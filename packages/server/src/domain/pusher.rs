//! MessagePusher trait 定義
//!
//! クライアントへの通知送信を抽象化します。UseCase 層はこの trait に依存し、
//! WebSocket 実装（Infrastructure 層）には依存しません（依存性の逆転）。

use async_trait::async_trait;
use thiserror::Error;
use tokio::sync::mpsc;

use super::value_object::ClientId;

/// クライアントへの送信チャンネル
///
/// WebSocket への送出タスクが受信側を保持します。
pub type PusherChannel = mpsc::UnboundedSender<String>;

/// メッセージ送信のエラー
#[derive(Debug, Clone, PartialEq, Eq, Error)]
pub enum MessagePushError {
    #[error("client '{0}' not found")]
    ClientNotFound(String),
    #[error("failed to push message: {0}")]
    PushFailed(String),
}

/// メッセージ通知の抽象
#[async_trait]
pub trait MessagePusher: Send + Sync {
    /// クライアントの送信チャンネルを登録
    async fn register_client(&self, client_id: ClientId, sender: PusherChannel);

    /// クライアントの送信チャンネルを登録解除
    async fn unregister_client(&self, client_id: &ClientId);

    /// 特定のクライアントに送信
    async fn push_to(&self, client_id: &ClientId, content: &str) -> Result<(), MessagePushError>;

    /// 複数クライアントに送信（到達不能なクライアントはスキップ）
    async fn broadcast(
        &self,
        targets: Vec<ClientId>,
        content: &str,
    ) -> Result<(), MessagePushError>;
}
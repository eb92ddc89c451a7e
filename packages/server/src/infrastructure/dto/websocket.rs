//! WebSocket メッセージ DTO
//!
//! インバウンドイベントは `type` フィールドで内部タグ付けされた JSON、
//! アウトバウンド通知は `type` を先頭フィールドに持つ構造体です。
//! フィールド名はワイヤ上では camelCase になります。

use serde::{Deserialize, Serialize};

use crate::domain::Gender;

/// クライアントから受信するイベント
#[derive(Debug, Clone, PartialEq, Deserialize)]
#[serde(tag = "type", rename_all = "camelCase")]
pub enum ClientEvent {
    /// マッチングタグの申告
    #[serde(rename_all = "camelCase")]
    DeclareTag {
        tag: String,
        gender: Gender,
        desired_partner_gender: Gender,
    },
    /// グループルームの作成
    #[serde(rename_all = "camelCase")]
    CreateRoom {
        name: String,
        is_locked: bool,
        #[serde(default)]
        password: Option<String>,
    },
    /// グループルーム一覧の取得
    ListRooms,
    /// グループルームへの参加
    #[serde(rename_all = "camelCase")]
    JoinRoom {
        room_id: String,
        #[serde(default)]
        password: Option<String>,
    },
    /// ペアルームへのメッセージ送信
    #[serde(rename_all = "camelCase")]
    SendMessage { message: String, room_id: String },
    /// グループルームへのメッセージ送信
    #[serde(rename_all = "camelCase")]
    SendGroupMessage { message: String, room_id: String },
}

/// アウトバウンド通知の種別
#[derive(Debug, Clone, Copy, PartialEq, Serialize, Deserialize)]
#[serde(rename_all = "camelCase")]
pub enum MessageType {
    ActiveUsersCount,
    GenderCount,
    Matched,
    PeerLeft,
    Message,
    CreateRoomSuccess,
    ChatRoomsList,
    JoinRoomSuccess,
    JoinRoomError,
    Error,
}

/// エラー通知のコード
#[derive(Debug, Clone, Copy, PartialEq, Serialize, Deserialize)]
#[serde(rename_all = "camelCase")]
pub enum ErrorCode {
    MalformedRequest,
    RoomNotFound,
    AlreadyPaired,
}

/// 接続中ユーザー数の通知
#[derive(Debug, Clone, Serialize, Deserialize)]
pub struct ActiveUsersCountMessage {
    pub r#type: MessageType,
    pub count: usize,
}

/// 性別ごとの在席数の通知
#[derive(Debug, Clone, Serialize, Deserialize)]
pub struct GenderCountMessage {
    pub r#type: MessageType,
    pub male: usize,
    pub female: usize,
}

/// マッチ成立の通知
///
/// 各側の通知には「相手」の ID が入ります。両側で同じ roomId を共有します。
#[derive(Debug, Clone, Serialize, Deserialize)]
#[serde(rename_all = "camelCase")]
pub struct MatchedMessage {
    pub r#type: MessageType,
    pub room_id: String,
    pub matched_peer_id: String,
}

/// パートナー切断の通知
#[derive(Debug, Clone, Serialize, Deserialize)]
#[serde(rename_all = "camelCase")]
pub struct PeerLeftMessage {
    pub r#type: MessageType,
    pub client_id: String,
}

/// リレーされたチャットメッセージ
#[derive(Debug, Clone, Serialize, Deserialize)]
pub struct RelayedMessage {
    pub r#type: MessageType,
    pub sender: String,
    pub message: String,
}

/// グループルームのスナップショット（参加成功・作成成功の応答）
///
/// パスワード（ハッシュ含む）は決して含まれません。
#[derive(Debug, Clone, Serialize, Deserialize)]
#[serde(rename_all = "camelCase")]
pub struct GroupRoomSnapshotDto {
    pub id: String,
    pub name: String,
    pub is_locked: bool,
    pub members: Vec<String>,
}

/// グループルームの一覧用サマリ
#[derive(Debug, Clone, Serialize, Deserialize)]
#[serde(rename_all = "camelCase")]
pub struct GroupRoomSummaryDto {
    pub id: String,
    pub name: String,
    pub is_locked: bool,
    pub member_count: usize,
}

/// ルーム作成成功の通知
#[derive(Debug, Clone, Serialize, Deserialize)]
pub struct CreateRoomSuccessMessage {
    pub r#type: MessageType,
    pub room: GroupRoomSnapshotDto,
}

/// ルーム一覧の通知
#[derive(Debug, Clone, Serialize, Deserialize)]
pub struct ChatRoomsListMessage {
    pub r#type: MessageType,
    pub rooms: Vec<GroupRoomSummaryDto>,
}

/// ルーム参加成功の通知
#[derive(Debug, Clone, Serialize, Deserialize)]
pub struct JoinRoomSuccessMessage {
    pub r#type: MessageType,
    pub room: GroupRoomSnapshotDto,
}

/// ルーム参加失敗の通知
#[derive(Debug, Clone, Serialize, Deserialize)]
pub struct JoinRoomErrorMessage {
    pub r#type: MessageType,
    pub reason: String,
}

/// 一般エラーの通知
#[derive(Debug, Clone, Serialize, Deserialize)]
pub struct ErrorMessage {
    pub r#type: MessageType,
    pub code: ErrorCode,
}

====

When the word "packages" appears in a line of the listing, pull that line out.

__ANSWER SPACE__
filename packages/server/src/domain/pusher.rs
filename packages/server/src/infrastructure/dto/websocket.rs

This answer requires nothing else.